La muerte en común (fragmento)Ana Carrasco Conde
La muerte en común (fragmento)

"La muerte cambia la percepción y la experiencia del tiempo. El fallecimiento de alguien cercano o significativo cambia el mundo de los que se quedan. A veces el vacío de la ausencia se vuelve más profundo y desgarrador cuando trata de impedirse que aquel mundo compartido, ya perdido, se vaya del todo. Del amigo más íntimo de Agustín de Hipona dice el filósofo en sus Confesiones que, al fallecer, cambió toda su vida: «todo cuanto había contado y comunicado con él, se me volvía en crudelísimo tormento, viéndome sin mi amigo.

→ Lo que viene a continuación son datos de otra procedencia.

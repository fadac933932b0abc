//! Server configuration.
//!
//! Defaults suit local development. [`ServerConfig::from_env`] overlays
//! `MATCH_*` environment variables on top of them; a variable that is
//! missing keeps the default, a variable that is present but malformed or
//! out of range is a [`ConfigError`].

use std::fmt;
use std::str::FromStr;
use std::time::Duration;

use matchforge_match::MatchConfig;
use matchforge_transport::DEFAULT_MAX_FRAME_LEN;

/// Longest accepted invitation lifetime.
pub const MAX_INVITE_TTL: Duration = Duration::from_secs(24 * 60 * 60);

/// Which wire the server listens on.
#[derive(Debug, Clone, Copy, PartialEq, Eq)]
pub enum TransportKind {
    /// One WebSocket message per protocol frame.
    WebSocket,
    /// Raw TCP with 4-byte big-endian length prefixes.
    Tcp,
}

impl FromStr for TransportKind {
    type Err = String;

    fn from_str(s: &str) -> Result<Self, Self::Err> {
        match s.to_ascii_lowercase().as_str() {
            "websocket" | "ws" => Ok(Self::WebSocket),
            "tcp" => Ok(Self::Tcp),
            other => Err(format!("expected websocket or tcp, got {other:?}")),
        }
    }
}

impl fmt::Display for TransportKind {
    fn fmt(&self, f: &mut fmt::Formatter<'_>) -> fmt::Result {
        match self {
            Self::WebSocket => f.write_str("websocket"),
            Self::Tcp => f.write_str("tcp"),
        }
    }
}

/// A configuration value that could not be parsed.
#[derive(Debug, thiserror::Error)]
#[error("invalid {var}={value:?}: {reason}")]
pub struct ConfigError {
    pub var: &'static str,
    pub value: String,
    pub reason: String,
}

/// Gateway settings.
#[derive(Debug, Clone)]
pub struct ServerConfig {
    /// `ip:port` to listen on.
    pub bind_addr: String,

    /// Wire protocol. Read by whoever picks between
    /// [`build`](crate::MatchforgeServerBuilder::build) and
    /// [`build_tcp`](crate::MatchforgeServerBuilder::build_tcp).
    pub transport: TransportKind,

    /// A connection that sends nothing for this long is closed.
    pub idle_timeout: Duration,

    /// Largest accepted frame on the TCP transport.
    pub max_frame_len: usize,

    /// How long an invitation stays answerable.
    pub invite_ttl: Duration,
}

impl Default for ServerConfig {
    fn default() -> Self {
        Self {
            bind_addr: "127.0.0.1:8080".to_string(),
            transport: TransportKind::WebSocket,
            idle_timeout: Duration::from_secs(300),
            max_frame_len: DEFAULT_MAX_FRAME_LEN,
            invite_ttl: MatchConfig::default().invite_ttl,
        }
    }
}

impl ServerConfig {
    /// Reads the configuration from the process environment.
    ///
    /// | Variable | Meaning | Default |
    /// |---|---|---|
    /// | `MATCH_BIND_ADDR` | full `ip:port` | `127.0.0.1:8080` |
    /// | `MATCH_PORT` | port on `0.0.0.0`, if no bind addr | — |
    /// | `MATCH_TRANSPORT` | `websocket` or `tcp` | `websocket` |
    /// | `MATCH_IDLE_TIMEOUT_SECS` | idle timeout, at least 1 | `300` |
    /// | `MATCH_MAX_FRAME_LEN` | TCP frame limit, bytes, at least 1 | `65536` |
    /// | `MATCH_INVITE_TTL_SECS` | invitation lifetime, 1 to 86400 | `300` |
    pub fn from_env() -> Result<Self, ConfigError> {
        Self::from_lookup(|var| std::env::var(var).ok())
    }

    /// Like [`from_env`](Self::from_env) but reads variables through
    /// `lookup`, so tests don't have to mutate the process environment.
    pub fn from_lookup(
        lookup: impl Fn(&str) -> Option<String>,
    ) -> Result<Self, ConfigError> {
        let mut config = Self::default();

        if let Some(addr) = lookup("MATCH_BIND_ADDR") {
            config.bind_addr = addr;
        } else if let Some(port) = parse::<u16>(&lookup, "MATCH_PORT")? {
            config.bind_addr = format!("0.0.0.0:{port}");
        }
        if let Some(kind) = parse::<TransportKind>(&lookup, "MATCH_TRANSPORT")? {
            config.transport = kind;
        }
        if let Some(timeout) = parse_secs(&lookup, "MATCH_IDLE_TIMEOUT_SECS", u64::MAX)? {
            config.idle_timeout = timeout;
        }
        if let Some(len) = parse::<usize>(&lookup, "MATCH_MAX_FRAME_LEN")? {
            if len == 0 {
                return Err(ConfigError {
                    var: "MATCH_MAX_FRAME_LEN",
                    value: len.to_string(),
                    reason: "must be at least 1".into(),
                });
            }
            config.max_frame_len = len;
        }
        let max_ttl = MAX_INVITE_TTL.as_secs();
        if let Some(ttl) = parse_secs(&lookup, "MATCH_INVITE_TTL_SECS", max_ttl)? {
            config.invite_ttl = ttl;
        }

        Ok(config)
    }

    /// The orchestrator settings derived from this config.
    pub fn match_config(&self) -> MatchConfig {
        MatchConfig::default().with_invite_ttl(self.invite_ttl)
    }
}

fn parse<T>(
    lookup: &impl Fn(&str) -> Option<String>,
    var: &'static str,
) -> Result<Option<T>, ConfigError>
where
    T: FromStr,
    T::Err: fmt::Display,
{
    let Some(value) = lookup(var) else {
        return Ok(None);
    };
    let parsed = value.trim().parse::<T>();
    match parsed {
        Ok(parsed) => Ok(Some(parsed)),
        Err(e) => Err(ConfigError {
            var,
            reason: e.to_string(),
            value,
        }),
    }
}

/// Whole seconds in `1..=max`.
fn parse_secs(
    lookup: &impl Fn(&str) -> Option<String>,
    var: &'static str,
    max: u64,
) -> Result<Option<Duration>, ConfigError> {
    let Some(secs) = parse::<u64>(lookup, var)? else {
        return Ok(None);
    };
    if !(1..=max).contains(&secs) {
        return Err(ConfigError {
            var,
            value: secs.to_string(),
            reason: format!("expected 1..={max} seconds"),
        });
    }
    Ok(Some(Duration::from_secs(secs)))
}

#[cfg(test)]
mod tests {
    use std::collections::HashMap;

    use super::*;

    fn from_vars(vars: &[(&str, &str)]) -> Result<ServerConfig, ConfigError> {
        let vars: HashMap<String, String> = vars
            .iter()
            .map(|(k, v)| (k.to_string(), v.to_string()))
            .collect();
        ServerConfig::from_lookup(|k| vars.get(k).cloned())
    }

    #[test]
    fn test_from_lookup_empty_uses_defaults() {
        let config = from_vars(&[]).unwrap();
        assert_eq!(config.bind_addr, "127.0.0.1:8080");
        assert_eq!(config.transport, TransportKind::WebSocket);
        assert_eq!(config.idle_timeout, Duration::from_secs(300));
        assert_eq!(config.max_frame_len, 64 * 1024);
        assert_eq!(config.invite_ttl, Duration::from_secs(300));
    }

    #[test]
    fn test_from_lookup_overrides_every_field() {
        let config = from_vars(&[
            ("MATCH_BIND_ADDR", "10.0.0.1:9000"),
            ("MATCH_TRANSPORT", "TCP"),
            ("MATCH_IDLE_TIMEOUT_SECS", "30"),
            ("MATCH_MAX_FRAME_LEN", "1024"),
            ("MATCH_INVITE_TTL_SECS", "60"),
        ])
        .unwrap();
        assert_eq!(config.bind_addr, "10.0.0.1:9000");
        assert_eq!(config.transport, TransportKind::Tcp);
        assert_eq!(config.idle_timeout, Duration::from_secs(30));
        assert_eq!(config.max_frame_len, 1024);
        assert_eq!(config.match_config().invite_ttl, Duration::from_secs(60));
    }

    #[test]
    fn test_from_lookup_port_only_binds_all_interfaces() {
        let config = from_vars(&[("MATCH_PORT", "7000")]).unwrap();
        assert_eq!(config.bind_addr, "0.0.0.0:7000");
    }

    #[test]
    fn test_from_lookup_malformed_value_is_error() {
        let err = from_vars(&[("MATCH_IDLE_TIMEOUT_SECS", "soon")]).unwrap_err();
        assert_eq!(err.var, "MATCH_IDLE_TIMEOUT_SECS");
        assert_eq!(err.value, "soon");

        let err = from_vars(&[("MATCH_TRANSPORT", "carrier-pigeon")]).unwrap_err();
        assert!(err.to_string().contains("MATCH_TRANSPORT"));
    }

    #[test]
    fn test_from_lookup_zero_idle_timeout_is_error() {
        let err = from_vars(&[("MATCH_IDLE_TIMEOUT_SECS", "0")]).unwrap_err();
        assert_eq!(err.var, "MATCH_IDLE_TIMEOUT_SECS");
        assert_eq!(err.value, "0");
    }

    #[test]
    fn test_from_lookup_invite_ttl_out_of_range_is_error() {
        let err = from_vars(&[("MATCH_INVITE_TTL_SECS", "0")]).unwrap_err();
        assert_eq!(err.var, "MATCH_INVITE_TTL_SECS");

        let huge = u64::MAX.to_string();
        let err = from_vars(&[("MATCH_INVITE_TTL_SECS", huge.as_str())]).unwrap_err();
        assert_eq!(err.value, huge);
        assert!(err.to_string().contains("86400"));

        let config = from_vars(&[("MATCH_INVITE_TTL_SECS", "86400")]).unwrap();
        assert_eq!(config.invite_ttl, MAX_INVITE_TTL);
    }

    #[test]
    fn test_from_lookup_zero_frame_len_is_error() {
        let err = from_vars(&[("MATCH_MAX_FRAME_LEN", "0")]).unwrap_err();
        assert_eq!(err.var, "MATCH_MAX_FRAME_LEN");
    }
}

Por todas partes le buscaban mis ojos, y en ninguna le veían; aborrecía todas las cosas, porque en ninguna de ellas le encontraba, ni podían ya decirme, como antes cuando vivía y estaba fuera de casa o ausente: espera, que ya vendrá».1 La presencia del ya no o del nunca más es el sonido que hace eco en el vacío, como aquel cuervo del poema de Edgar Allan Poe que reposaba sobre el busto de la diosa de la sabiduría. Cuervo, entonces, en principio, y no lechuza, ha de ser el ave que acompañe a una reflexión sobre la muerte. Nunca más. No habrá otra vez. Quizá por ello nos aferremos a veces al instante de la muerte."